> [TASK ITEM]
Go through the data below and copy each line where the word "BufferFlags" occurs.

> [EXERCISE DATA]
//! Handlers shared by every state: buffer circulation and unit events no
//! state claims for itself.

use bytes::Bytes;
use tracing::{debug, trace, warn};

use crate::codec::{
    buffer::{BufferMemory, BufferOwner},
    context::Context,
    message::{AccessUnit, InputData, Message},
    notify::{Notification, StreamResult},
    port::PortMode,
    state::State,
    states::Outcome,
};
use crate::common::{
    errors::EngineError,
    types::{BufferFlags, BufferId, PortIndex},
};
use crate::hardware::{FlushTarget, UnitCommand, UnitEvent};

pub(super) fn on_message(
    state: State,
    ctx: &mut Context,
    msg: Message,
) -> Result<Outcome, EngineError> {
    match msg {
        Message::InputBufferFilled { id, input } => {
            on_input_buffer_filled(ctx, state.port_mode(PortIndex::Input), id, input)?;
        }
        Message::OutputBufferDrained { id, render } => {
            on_output_buffer_drained(ctx, state.port_mode(PortIndex::Output), id, render)?;
        }
        Message::Unit(UnitEvent::EmptyBufferDone { id }) => {
            on_empty_buffer_done(ctx, state.port_mode(PortIndex::Input), id)?;
        }
        Message::Unit(UnitEvent::FillBufferDone {
            id,
            length,
            data,
            flags,
            timestamp_us,
        }) => {
            let done = FillDone {
                id,
                length,
                data,
                flags,
                timestamp_us,
            };
            on_fill_buffer_done(ctx, state.port_mode(PortIndex::Output), done)?;
        }
        Message::Unit(UnitEvent::Error { code }) => ctx.signal_unit_error(code),
        Message::Unit(UnitEvent::CommandComplete(UnitCommand::Flush(FlushTarget::All))) => {
            trace!("[{}] ignoring flush-all completion", ctx.name());
        }
        Message::Unit(UnitEvent::CommandComplete(command)) => {
            return Err(EngineError::Protocol(format!(
                "unexpected completion of {:?} in {}",
                command,
                state.name()
            )));
        }
        Message::Unit(UnitEvent::PortSettingsChanged { port, index }) => {
            debug!(
                "[{}] ignoring {} port settings change ({:?}) in {}",
                ctx.name(),
                port,
                index,
                state.name()
            );
        }
        Message::Unit(UnitEvent::BufferFlag { port, flags }) => {
            trace!("[{}] {} buffer flag {:#x}", ctx.name(), port, flags.0);
        }
        other => return Ok(Outcome::Unhandled(other)),
    }
    Ok(Outcome::Handled)
}

/// Whether `msg` moves a buffer between owners.
pub(super) fn is_buffer_message(msg: &Message) -> bool {
    matches!(
        msg,
        Message::InputBufferFilled { .. }
            | Message::OutputBufferDrained { .. }
            | Message::Unit(UnitEvent::EmptyBufferDone { .. })
            | Message::Unit(UnitEvent::FillBufferDone { .. })
    )
}

// ── Input ────────────────────────────────────────────────────────────────────

pub(super) fn on_input_buffer_filled(
    ctx: &mut Context,
    mode: PortMode,
    id: BufferId,
    input: InputData,
) -> Result<(), EngineError> {
    let port = PortIndex::Input;
    let idx = ctx.port(port).find(id)?;
    ctx.port(port)
        .get(idx)
        .expect_owner(port, BufferOwner::OwnedByUpstream)?;
    ctx.port_mut(port).transition(idx, BufferOwner::OwnedByUs)?;

    if mode != PortMode::Resubmit {
        let (eos, result) = match &input {
            InputData::AccessUnit(unit) => (unit.end_of_stream, StreamResult::EndOfStream),
            InputData::Exhausted(result) => (true, *result),
        };
        if eos {
            ctx.port_mut(port).eos = true;
            ctx.input_eos_result = result;
        }
        return Ok(());
    }

    if ctx.port(port).eos {
        trace!("[{}] input {} arrived after end of stream", ctx.name(), id);
        return Ok(());
    }

    ctx.pending_input.push_back(input);
    feed_pending_input(ctx, Some(idx))
}

/// Submit queued input to free input buffers in arrival order, starting with
/// `preferred`. Once the queue is empty a free buffer is offered to the
/// producer.
fn feed_pending_input(
    ctx: &mut Context,
    mut preferred: Option<usize>,
) -> Result<(), EngineError> {
    let port = PortIndex::Input;
    while !ctx.pending_input.is_empty() && ctx.input_admission_open() {
        if ctx.port(port).eos {
            trace!(
                "[{}] dropping {} inputs queued past end of stream",
                ctx.name(),
                ctx.pending_input.len()
            );
            ctx.pending_input.clear();
            return Ok(());
        }
        let Some(idx) = preferred
            .take()
            .or_else(|| ctx.port(port).last_owned_by_us())
        else {
            trace!(
                "[{}] {} inputs waiting for a free buffer",
                ctx.name(),
                ctx.pending_input.len()
            );
            return Ok(());
        };
        if let Some(input) = ctx.pending_input.pop_front() {
            submit_input(ctx, idx, input)?;
        }
    }

    if !ctx.pending_input.is_empty() || ctx.port(port).eos {
        return Ok(());
    }
    match preferred {
        Some(idx) if ctx.input_admission_open() => ctx.post_fill_this_buffer(idx),
        Some(idx) => {
            trace!(
                "[{}] {} input buffers in flight, holding {}",
                ctx.name(),
                ctx.input_in_flight(),
                ctx.port(port).get(idx).id
            );
            Ok(())
        }
        None => ctx.get_more_input_if_possible(),
    }
}

fn submit_input(ctx: &mut Context, idx: usize, input: InputData) -> Result<(), EngineError> {
    let port = PortIndex::Input;
    match input {
        InputData::AccessUnit(unit) => submit_access_unit(ctx, idx, unit),
        InputData::Exhausted(result) => {
            debug!("[{}] producer exhausted ({:?}), signalling EOS", ctx.name(), result);
            let id = ctx.port(port).get(idx).id;
            ctx.unit
                .empty_buffer(id, &[], BufferFlags::END_OF_STREAM, 0)?;
            let info = ctx.port_mut(port).get_mut(idx);
            info.range = (0, 0);
            info.flags = BufferFlags::END_OF_STREAM;
            info.timestamp_us = 0;
            ctx.port_mut(port)
                .transition(idx, BufferOwner::OwnedByHardware)?;
            ctx.port_mut(port).eos = true;
            ctx.input_eos_result = result;
            Ok(())
        }
    }
}

/// Copy `unit` into input buffer `idx` and hand it to the unit. Data past the
/// buffer's capacity goes back to the head of the input queue.
fn submit_access_unit(
    ctx: &mut Context,
    idx: usize,
    mut unit: AccessUnit,
) -> Result<(), EngineError> {
    let port = PortIndex::Input;
    let capacity = ctx.port(port).get(idx).capacity;
    let mut eos = unit.end_of_stream;
    let mut flags = BufferFlags::END_OF_FRAME;

    if unit.data.len() > capacity {
        if !ctx.partial_frames {
            return Err(EngineError::InputTooLarge {
                size: unit.data.len(),
                capacity,
            });
        }
        let rest = unit.data.split_off(capacity);
        trace!(
            "[{}] splitting access unit, {} bytes held over",
            ctx.name(),
            rest.len()
        );
        ctx.pending_input.push_front(InputData::AccessUnit(AccessUnit {
            data: rest,
            timestamp_us: unit.timestamp_us,
            end_of_stream: eos,
            codec_config: unit.codec_config,
        }));
        flags.remove(BufferFlags::END_OF_FRAME);
        eos = false;
    }
    if unit.codec_config {
        flags.insert(BufferFlags::CODEC_CONFIG);
    }
    if eos {
        flags.insert(BufferFlags::END_OF_STREAM);
    }

    let info = ctx.port_mut(port).get_mut(idx);
    let id = info.id;
    if let BufferMemory::Heap(memory) = &mut info.memory {
        memory.clear();
        memory.extend_from_slice(&unit.data);
    }
    info.range = (0, unit.data.len());
    info.flags = flags;
    info.timestamp_us = unit.timestamp_us;

    trace!(
        "[{}] empty_buffer {} ({} bytes, flags {:#x}, t={}us)",
        ctx.name(),
        id,
        unit.data.len(),
        flags.0,
        unit.timestamp_us
    );
    ctx.unit
        .empty_buffer(id, &unit.data, flags, unit.timestamp_us)?;
    ctx.port_mut(port)
        .transition(idx, BufferOwner::OwnedByHardware)?;

    if eos {
        debug!("[{}] input reached end of stream", ctx.name());
        ctx.port_mut(port).eos = true;
        ctx.input_eos_result = StreamResult::EndOfStream;
    }
    Ok(())
}

pub(super) fn on_empty_buffer_done(
    ctx: &mut Context,
    mode: PortMode,
    id: BufferId,
) -> Result<(), EngineError> {
    let port = PortIndex::Input;
    let idx = ctx.port(port).find(id)?;
    ctx.port(port)
        .get(idx)
        .expect_owner(port, BufferOwner::OwnedByHardware)?;
    ctx.port_mut(port).transition(idx, BufferOwner::OwnedByUs)?;

    match mode {
        PortMode::Keep => Ok(()),
        PortMode::Resubmit => feed_pending_input(ctx, Some(idx)),
        PortMode::Free => ctx.free_buffer(port, idx),
    }
}

// ── Output ───────────────────────────────────────────────────────────────────

pub(super) struct FillDone {
    pub id: BufferId,
    pub length: usize,
    pub data: Bytes,
    pub flags: BufferFlags,
    pub timestamp_us: i64,
}

pub(super) fn on_fill_buffer_done(
    ctx: &mut Context,
    mode: PortMode,
    done: FillDone,
) -> Result<(), EngineError> {
    let port = PortIndex::Output;
    let idx = ctx.port(port).find(done.id)?;
    ctx.port(port)
        .get(idx)
        .expect_owner(port, BufferOwner::OwnedByHardware)?;

    match mode {
        PortMode::Resubmit if done.length > 0 || done.flags.is_eos() => {
            deliver_output(ctx, idx, done)
        }
        PortMode::Resubmit => {
            ctx.port_mut(port).transition(idx, BufferOwner::OwnedByUs)?;
            if ctx.port(port).eos {
                trace!("[{}] output already at end of stream", ctx.name());
                return Ok(());
            }
            ctx.unit.fill_buffer(done.id)?;
            ctx.port_mut(port)
                .transition(idx, BufferOwner::OwnedByHardware)
        }
        PortMode::Keep => ctx.port_mut(port).transition(idx, BufferOwner::OwnedByUs),
        PortMode::Free => {
            ctx.port_mut(port).transition(idx, BufferOwner::OwnedByUs)?;
            ctx.free_buffer(port, idx)
        }
    }
}

/// Forward a filled output buffer to the consumer. End of stream is reported
/// once, with the first buffer that carries it.
fn deliver_output(ctx: &mut Context, idx: usize, done: FillDone) -> Result<(), EngineError> {
    let port = PortIndex::Output;
    if !ctx.is_encoder() && !ctx.sent_format {
        ctx.send_format_change()?;
    }

    let is_heap = matches!(ctx.port(port).get(idx).memory, BufferMemory::Heap(_));
    let data = if !is_heap {
        Bytes::new()
    } else if let Some(trimmer) = ctx.skip_cut.as_mut() {
        Bytes::from(trimmer.process(&done.data))
    } else {
        done.data
    };
    let size = if is_heap { data.len() } else { done.length };

    let info = ctx.port_mut(port).get_mut(idx);
    if let BufferMemory::Heap(memory) = &mut info.memory {
        memory.clear();
        memory.extend_from_slice(&data);
    }
    info.range = (0, size);
    info.flags = done.flags;
    info.timestamp_us = done.timestamp_us;
    ctx.port_mut(port)
        .transition(idx, BufferOwner::OwnedByDownstream)?;

    ctx.notify(Notification::DrainThisBuffer {
        id: done.id,
        data,
        size,
        flags: done.flags,
        timestamp_us: done.timestamp_us,
    });

    if done.flags.is_eos() && !ctx.port(port).eos {
        debug!("[{}] saw output end of stream", ctx.name());
        ctx.notify(Notification::EndOfStream {
            result: ctx.input_eos_result,
        });
        ctx.port_mut(port).eos = true;
    }
    Ok(())
}

pub(super) fn on_output_buffer_drained(
    ctx: &mut Context,
    mode: PortMode,
    id: BufferId,
    render: bool,
) -> Result<(), EngineError> {
    let port = PortIndex::Output;
    let idx = ctx.port(port).find(id)?;
    let info = ctx.port(port).get(idx);
    info.expect_owner(port, BufferOwner::OwnedByDownstream)?;
    let handle = info.graphic_handle();

    let queued = match (render, handle) {
        (true, Some(handle)) => ctx
            .surface
            .as_mut()
            .map(|surface| surface.queue_buffer(handle)),
        _ => None,
    };
    match queued {
        Some(Ok(())) => ctx
            .port_mut(port)
            .transition(idx, BufferOwner::OwnedBySurface)?,
        Some(Err(e)) => {
            ctx.signal_error(&e.into());
            ctx.port_mut(port).transition(idx, BufferOwner::OwnedByUs)?;
        }
        None => ctx.port_mut(port).transition(idx, BufferOwner::OwnedByUs)?,
    }

    let rendered = ctx.port(port).get(idx).owner() == BufferOwner::OwnedBySurface;
    match mode {
        PortMode::Keep => {
            if rendered {
                ctx.dequeue_from_surface()?;
            }
            Ok(())
        }
        PortMode::Resubmit => {
            if ctx.port(port).eos {
                return Ok(());
            }
            let next = if rendered {
                ctx.dequeue_from_surface()?
            } else {
                Some(idx)
            };
            match next {
                Some(next) => {
                    let id = ctx.port(port).get(next).id;
                    ctx.unit.fill_buffer(id)?;
                    ctx.port_mut(port)
                        .transition(next, BufferOwner::OwnedByHardware)
                }
                None => {
                    warn!("[{}] no surface buffer to resubmit", ctx.name());
                    Ok(())
                }
            }
        }
        PortMode::Free => ctx.free_buffer(port, idx),
    }
}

> [RESULT OF THE EXERCISE]
    types::{BufferFlags, BufferId, PortIndex},
                .empty_buffer(id, &[], BufferFlags::END_OF_STREAM, 0)?;
            info.flags = BufferFlags::END_OF_STREAM;
    let mut flags = BufferFlags::END_OF_FRAME;
        flags.remove(BufferFlags::END_OF_FRAME);
        flags.insert(BufferFlags::CODEC_CONFIG);
        flags.insert(BufferFlags::END_OF_STREAM);
    pub flags: BufferFlags,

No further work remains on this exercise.